In celebration of my 47th birthday this fall I decided to finally make the attempt to summit Mount Katahdin, largest mountain in Maine (5,269′) and northern terminus of the Applalachian trail. I missed this climb during my residency in the summer of 2010, although I did make it up to Chimney Pond for a day of painting. A favorable weather forecast for late September gave me a great 3 day window to dust off my hiking boots and pack. I decided to stay at the bunkhouse at Chimney Pond, a beautiful tarn surrounded by the Great Basin, which is made up of the peaks of Mount Katahdin and the Knife”s Edge. My route was picked with the Ranger’s advice; up Dudley trail to Pamola Peak, across the Knife Edge to Baxter Peak (summit) and down the Saddle trail. Dudley trail is incredibly steep and rocky, lots of bouldering and scrambling that would have been tough after a full day of hiking, especially on the way down. The weather for the day was epic; warm for fall and clear. I took a minimum of art supplies since I needed most of the pack room and weight for water and clothing layers. As I gained elevation towards Pamola I noticed several flocks of white winged crossbills fluttering around the cliffs. They gave me some motivation to keep going on the steep climb. Upon the summit of Pamola you get a spectacular and sobering view of the Knife’s Edge and Baxter Peak.

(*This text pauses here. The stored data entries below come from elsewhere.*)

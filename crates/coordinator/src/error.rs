//! Error types for the coordination services.

use shared_types::{ClientError, Location};
use thiserror::Error;

/// Result alias for coordinator operations.
pub type Result<T> = std::result::Result<T, CoordinatorError>;

/// Errors raised by the coordination services.
///
/// Per-RPC failures are recovered inside the owning task and never
/// surface here; these variants cover structural conditions that abort
/// startup or a whole operation.
#[derive(Debug, Error)]
pub enum CoordinatorError {
    /// No chain client was configured at all.
    #[error("no chain clients configured; at least one URL is required")]
    NoClients,

    /// A location lies outside the configured topology.
    #[error("location {0} outside the configured topology")]
    InvalidLocation(Location),

    /// A client-level failure bubbled up from an operation that cannot
    /// proceed without the addressed chain.
    #[error(transparent)]
    Client(#[from] ClientError),

    /// The sealing engine rejected a header.
    #[error(transparent)]
    Seal(#[from] seal_engine::SealError),
}
//! Runtime configuration, loaded from a TOML file.

use serde::Deserialize;
use shared_types::{Location, REGIONS, ZONES_PER_REGION};
use std::fs;
use std::path::Path;
use thiserror::Error;

/// Errors raised while loading the configuration.
#[derive(Debug, Error)]
pub enum ConfigError {
    /// The file could not be read.
    #[error("failed to read {path}: {error}")]
    Io {
        /// Path of the file that failed to load.
        path: String,
        /// Error message from the I/O operation.
        error: String,
    },

    /// The file is not valid TOML for this schema.
    #[error("failed to parse config: {0}")]
    Parse(String),

    /// The values are structurally unusable.
    #[error("invalid config: {0}")]
    Invalid(String),
}

/// Complete coordinator configuration.
///
/// # Config File Format
///
/// ```toml
/// prime_url = "ws://127.0.0.1:8547"
/// region_urls = ["ws://127.0.0.1:8579", "ws://127.0.0.1:8581", ""]
/// zone_urls = [
///     ["ws://127.0.0.1:8611", "ws://127.0.0.1:8643", ""],
///     ["ws://127.0.0.1:8613", "", ""],
///     ["", "", ""],
/// ]
/// location = [2, 1]
/// mine = true
/// auto = false
/// optimize = false
/// optimize_timer_mins = 10
/// rpc_timeout_secs = 10
/// seal_threads = 0
/// ```
///
/// Empty URL strings leave the corresponding registry slot unavailable.
#[derive(Debug, Clone, Deserialize)]
#[serde(default)]
pub struct CoordinatorConfig {
    /// WebSocket URL of the PRIME node; empty to skip.
    pub prime_url: String,
    /// One URL per REGION, in order.
    pub region_urls: Vec<String>,
    /// One row of ZONE URLs per REGION.
    pub zone_urls: Vec<Vec<String>>,
    /// Mining slice as `[region, zone]` wire integers.
    pub location: Option<[u64; 2]>,
    /// Whether to mine at all.
    pub mine: bool,
    /// Pick the starting slice automatically.
    pub auto: bool,
    /// Keep re-evaluating the slice while mining.
    pub optimize: bool,
    /// Minutes between slice re-evaluations.
    pub optimize_timer_mins: u64,
    /// Per-call RPC deadline in seconds.
    pub rpc_timeout_secs: u64,
    /// Nonce-search threads; 0 picks the CPU count.
    pub seal_threads: usize,
}

impl Default for CoordinatorConfig {
    fn default() -> Self {
        Self {
            prime_url: String::new(),
            region_urls: Vec::new(),
            zone_urls: Vec::new(),
            location: None,
            mine: false,
            auto: false,
            optimize: false,
            optimize_timer_mins: 10,
            rpc_timeout_secs: 10,
            seal_threads: 0,
        }
    }
}

impl CoordinatorConfig {
    /// Load and validate the configuration file.
    pub fn load<P: AsRef<Path>>(path: P) -> Result<Self, ConfigError> {
        let content = fs::read_to_string(path.as_ref()).map_err(|e| ConfigError::Io {
            path: path.as_ref().display().to_string(),
            error: e.to_string(),
        })?;
        Self::parse(&content)
    }

    /// Parse and validate a TOML document.
    pub fn parse(content: &str) -> Result<Self, ConfigError> {
        let config: Self =
            toml::from_str(content).map_err(|e| ConfigError::Parse(e.to_string()))?;
        config.validate()?;
        Ok(config)
    }

    fn validate(&self) -> Result<(), ConfigError> {
        if self.urls().next().is_none() {
            return Err(ConfigError::Invalid(
                "no chain URLs configured; at least one is required".into(),
            ));
        }
        if self.region_urls.len() > REGIONS {
            return Err(ConfigError::Invalid(format!(
                "{} region URLs configured, topology has {REGIONS}",
                self.region_urls.len()
            )));
        }
        if self.zone_urls.len() > REGIONS
            || self.zone_urls.iter().any(|row| row.len() > ZONES_PER_REGION)
        {
            return Err(ConfigError::Invalid(format!(
                "zone URL table exceeds the {REGIONS}x{ZONES_PER_REGION} topology"
            )));
        }
        if let Some(location) = self.location() {
            if !location.is_zone() || !location.in_bounds() {
                return Err(ConfigError::Invalid(format!(
                    "location {location} does not name a zone in the topology"
                )));
            }
        }
        if self.optimize_timer_mins == 0 {
            return Err(ConfigError::Invalid(
                "optimize_timer_mins must be at least 1".into(),
            ));
        }
        Ok(())
    }

    /// The configured mining slice, if any.
    pub fn location(&self) -> Option<Location> {
        self.location
            .map(|[region, zone]| Location::from_wire(region, zone))
    }

    /// Every non-empty URL in the file.
    fn urls(&self) -> impl Iterator<Item = &String> {
        std::iter::once(&self.prime_url)
            .chain(self.region_urls.iter())
            .chain(self.zone_urls.iter().flatten())
            .filter(|url| !url.is_empty())
    }
}
//! Pure coordination logic: header merging, fan-out routing, backoff.

pub mod backoff;
pub mod fanout;
pub mod merge;

pub use backoff::RetryPolicy;
pub use fanout::{external_routes, head_broadcast_tiers, implied_child_tiers, sealed_targets};
pub use merge::CombinedState;
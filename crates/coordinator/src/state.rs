//! The coordinator lock.

use crate::domain::CombinedState;
use shared_types::Location;
use tokio::sync::{Mutex, MutexGuard};

/// Serializes every touch of the shared mining state.
///
/// Three things contend for this lock: slot updates from the
/// pending-header aggregator, the entire fan-out of a sealing result,
/// and location rebinding. Holding it across the dispatch fan-out is
/// deliberate: a sealed block must never be assembled from a body whose
/// header slots are mid-update.
pub struct CoordinatorState {
    combined: Mutex<CombinedState>,
}

impl CoordinatorState {
    /// Fresh state bound to the starting slice.
    pub fn new(location: Location) -> Self {
        Self {
            combined: Mutex::new(CombinedState::new(location)),
        }
    }

    /// Acquire the coordinator lock.
    pub async fn lock(&self) -> MutexGuard<'_, CombinedState> {
        self.combined.lock().await
    }
}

The Knife’s Edge trail travels the top of the mountain ridgeline from Pamola to Baxter. It’s quite a drop and at some spots narrows to 3 feet or so in width.
After a little over a mile of adrenalin rush don’t look down hiking I managed to reach Baxter Peak and enjoy the company of several Appalachian Trail through hikers who had just completed their trek. I gave myself an hour or so up top to sketch, eat lunch and catch my breath before the hike back down to Chimney Pond.
Seeds were planted for further adventures as I looked across from the summit to the Tableland, an alpine tundra that was home to caribou over 100 years ago.